Sometimes when I just want to read and not have to think too hard about what the writers might have meant, I grab my soft cover Message by Prof. Petersen (I know it's not a Bible in the traditional sense; but what a relief it is after so many years of being afraid to read anything else but the King James Bible.)

I know there are those who are only happy when they are reading a King James Bible, and I have to admit that most of what is in my memory is in King James Bible English (I must be careful here because, the English used was in some places specially adapted to manage the complexities of the Language)

Okay, now to the meaty part of why I made this my first post, after so many years of being absent from BL301. I've heard it said that the reason that the King James Bible (1611) is not much good anymore (as a study Bible), is because it was working with the manuscripts unaware that the writers were using different Greek. I'm obviously referring to the New Testament and what is called Koine Greek.

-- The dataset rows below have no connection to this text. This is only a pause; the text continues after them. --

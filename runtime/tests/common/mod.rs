//! Shared fixtures for the runtime integration tests.

#![allow(dead_code)]

use squad_engine::{Group, Match, Player};
use squad_runtime::{
    MemoryBackend, MemoryLocalStore, MemoryRemote, MemoryStateStore, MonotonicClock,
    StaticSession, SyncConfig, SyncEngine,
};
use std::sync::Arc;
use std::time::Duration;

pub const USER: &str = "u-1";
pub const EPOCH_MS: u64 = 1_000_000;

/// One device: an engine plus handles on its collaborators.
pub struct Device {
    pub engine: SyncEngine,
    pub local: Arc<MemoryLocalStore>,
    pub remote: Arc<MemoryRemote>,
    pub session: Arc<StaticSession>,
    pub state: Arc<MemoryStateStore>,
}

/// Default configuration without pacing delays.
pub fn test_config() -> SyncConfig {
    SyncConfig {
        database_url: "sqlite::memory:".to_string(),
        inter_operation_delay: Duration::ZERO,
        inbound_item_delay: Duration::ZERO,
        ..SyncConfig::default()
    }
}

pub async fn device(backend: &MemoryBackend) -> Device {
    device_with_state(backend, MemoryStateStore::new_shared()).await
}

/// A signed-in device whose durable state lives in `state`.
pub async fn device_with_state(backend: &MemoryBackend, state: Arc<MemoryStateStore>) -> Device {
    let local = MemoryLocalStore::new_shared();
    let remote = backend.client();
    let session = StaticSession::signed_in(USER);
    let engine = SyncEngine::builder(local.clone(), remote.clone(), session.clone(), state.clone())
        .config(test_config())
        .clock(Arc::new(MonotonicClock::starting_at(EPOCH_MS)))
        .build()
        .await
        .expect("engine builds");
    Device {
        engine,
        local,
        remote,
        session,
        state,
    }
}

/// Let spawned tasks (pushes, feeds, the inbound processor) run.
pub async fn settle() {
    tokio::time::sleep(Duration::from_millis(50)).await;
}

pub fn group(id: &str, code: &str) -> Group {
    Group::new(id, format!("Group {id}"), USER, code, 0).expect("valid group")
}

pub fn player(id: &str, group_id: &str, name: &str) -> Player {
    Player {
        id: id.into(),
        group_id: group_id.into(),
        name: name.into(),
        nickname: None,
        active: true,
        last_modified: 0,
    }
}

pub fn game(id: &str, group_id: &str) -> Match {
    Match {
        id: id.into(),
        group_id: group_id.into(),
        played_at: EPOCH_MS,
        team_a: vec!["p-1".into()],
        team_b: vec!["p-2".into()],
        score_a: Some(2),
        score_b: Some(1),
        last_modified: 0,
    }
}
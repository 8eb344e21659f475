//! # Squad Runtime
//!
//! Async services that drive [`squad_engine`] on tokio: the durable
//! operation queue, the [`SyncEngine`] with its drain and reconciliation
//! timers, the [`RealtimeReplicator`] and the [`GroupLifecycleManager`].
//!
//! The host application plugs in its local store, remote document store and
//! auth session through the traits in [`store`]. Durable sync state (queue,
//! status, device id, per-user group lifecycle) goes through a
//! [`StateStore`], backed by SQLite in production.
//!
//! ## Quick Start
//!
//! ```rust,no_run
//! use squad_runtime::{
//!     MemoryBackend, MemoryLocalStore, SqliteStateStore, StaticSession, SyncConfig, SyncEngine,
//! };
//! use std::sync::Arc;
//!
//! # async fn run() -> Result<(), Box<dyn std::error::Error>> {
//! let config = SyncConfig::from_env()?;
//! let state = Arc::new(SqliteStateStore::connect(&config.database_url).await?);
//! let backend = MemoryBackend::new();
//!
//! let engine = SyncEngine::builder(
//!     MemoryLocalStore::new_shared(),
//!     backend.client(),
//!     StaticSession::signed_in("u-1"),
//!     state,
//! )
//! .config(config)
//! .build()
//! .await?;
//!
//! engine.enable_auto_sync().await;
//! println!("pending: {}", engine.sync_status().pending_operations);
//! # Ok(())
//! # }
//! ```

pub mod clock;
pub mod config;
pub mod db;
pub mod device;
pub mod engine;
pub mod error;
pub mod lifecycle;
pub mod listeners;
pub mod memory;
pub mod queue;
pub mod replicator;
pub mod status;
pub mod store;

pub use clock::MonotonicClock;
pub use config::{ConfigError, SyncConfig};
pub use db::{MemoryStateStore, SqliteStateStore, StateStore};
pub use device::load_or_create_device_id;
pub use engine::{DownloadReport, DrainReport, SkipReason, SyncEngine, SyncEngineBuilder};
pub use error::{LocalStoreError, RemoteError, Result, StateError, SyncError};
pub use lifecycle::{AuditReport, CascadeReport, GroupLifecycleManager};
pub use listeners::{ListenerRegistry, Subscription};
pub use memory::{MemoryBackend, MemoryLocalStore, MemoryRemote, StaticSession};
pub use queue::QueueService;
pub use replicator::{
    ApplyOutcome, ChangeNotification, RealtimeReplicator, RealtimeUpdate, ReplicatorSettings,
    ReplicatorStats, NOTIFICATIONS_COLLECTION,
};
pub use status::StatusTracker;
pub use store::{
    AuthSession, ChangeKind, ChangeStream, Direction, DocumentChange, Filter, LocalStore, Query,
    RemoteStore,
};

One last thing. Recently -- that's about a year ago, the announcement was out that we now have the NA28 -- what I'm wondering though, is who is going to do what Bruce Metzger did with the 4th Edition (or is that out already?) -- Bart Ehrman? Heaven forbid, for what will be left to enjoy, if his carving style were to do this?

I hope this is not a bad post, but I need to start somehow and so I'm just throwing a few thoughts into the pool of thoughts, not to stir up a fight, but instead to stir up some serious factual responses.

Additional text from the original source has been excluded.